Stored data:
--- START ---
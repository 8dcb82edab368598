use std::collections::VecDeque;

use bitflags::bitflags;
use ghostnet_serde::StreamWriter;

use crate::{ghosts::object_registry::ObjectId, types::GhostIndex};

bitflags! {
    /// Per-connection state of one ghost
    #[derive(Clone, Copy, Debug, PartialEq, Eq, Hash, Default)]
    pub struct GhostFlags: u16 {
        const IN_SCOPE = 1 << 0;
        const SCOPE_ALWAYS = 1 << 1;
        /// Pinned to this connection by `object_local_scope_always`
        const SCOPE_LOCAL_ALWAYS = 1 << 2;
        /// The creating update has not been written yet
        const NOT_YET_GHOSTED = 1 << 3;
        /// The creating update is in flight
        const GHOSTING = 1 << 4;
        /// A kill must be sent
        const KILL_GHOST = 1 << 5;
        /// The kill is in flight; the slot is freed once it is acknowledged
        const KILLING_GHOST = 1 << 6;
        /// Delivered through a GhostAlwaysObject event, not a ghost update
        const SCOPED_EVENT = 1 << 7;
    }
}

impl GhostFlags {
    /// Flags under which the peer does not (yet, or any longer) hold a
    /// usable copy
    pub fn not_available() -> Self {
        GhostFlags::NOT_YET_GHOSTED
            | GhostFlags::GHOSTING
            | GhostFlags::KILL_GHOST
            | GhostFlags::KILLING_GHOST
    }
}

/// One ghost of a packet: the bits written for it and, for creates and
/// kills, the transition in flight
#[derive(Clone, Copy, Debug, PartialEq, Eq)]
pub struct GhostRef {
    pub index: GhostIndex,
    pub mask: u32,
    pub flags: GhostFlags,
}

/// Sending-side record of one ghost slot
pub struct GhostInfo {
    pub index: GhostIndex,
    /// None once the ghost is being killed
    pub object: Option<ObjectId>,
    pub update_mask: u32,
    pub flags: GhostFlags,
    pub update_skip_count: u32,
    pub priority: f32,
    /// Masks of this ghost's refs in unresolved packets, oldest first
    pub in_flight: VecDeque<u32>,
    /// Last state of an object removed while dirty, sent with the kill
    pub final_update: Option<StreamWriter>,
}

impl GhostInfo {
    pub fn new(index: GhostIndex, object: ObjectId, flags: GhostFlags) -> Self {
        Self {
            index,
            object: Some(object),
            update_mask: 0,
            flags,
            update_skip_count: 0,
            priority: 0.0,
            in_flight: VecDeque::new(),
            final_update: None,
        }
    }

    pub fn is_available(&self) -> bool {
        !self.flags.intersects(GhostFlags::not_available())
    }

    /// Removes the oldest in-flight ref and returns the union of the masks
    /// of every ref sent after it
    pub fn resolve_oldest(&mut self) -> u32 {
        self.in_flight.pop_front();
        self.in_flight.iter().fold(0, |union, mask| union | mask)
    }
}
--- END ---
EXERCISE REQUIREMENTS :: Answer with a single number: how many lines above hold the word "derive"?

EXERCISE SOLUTION :: 2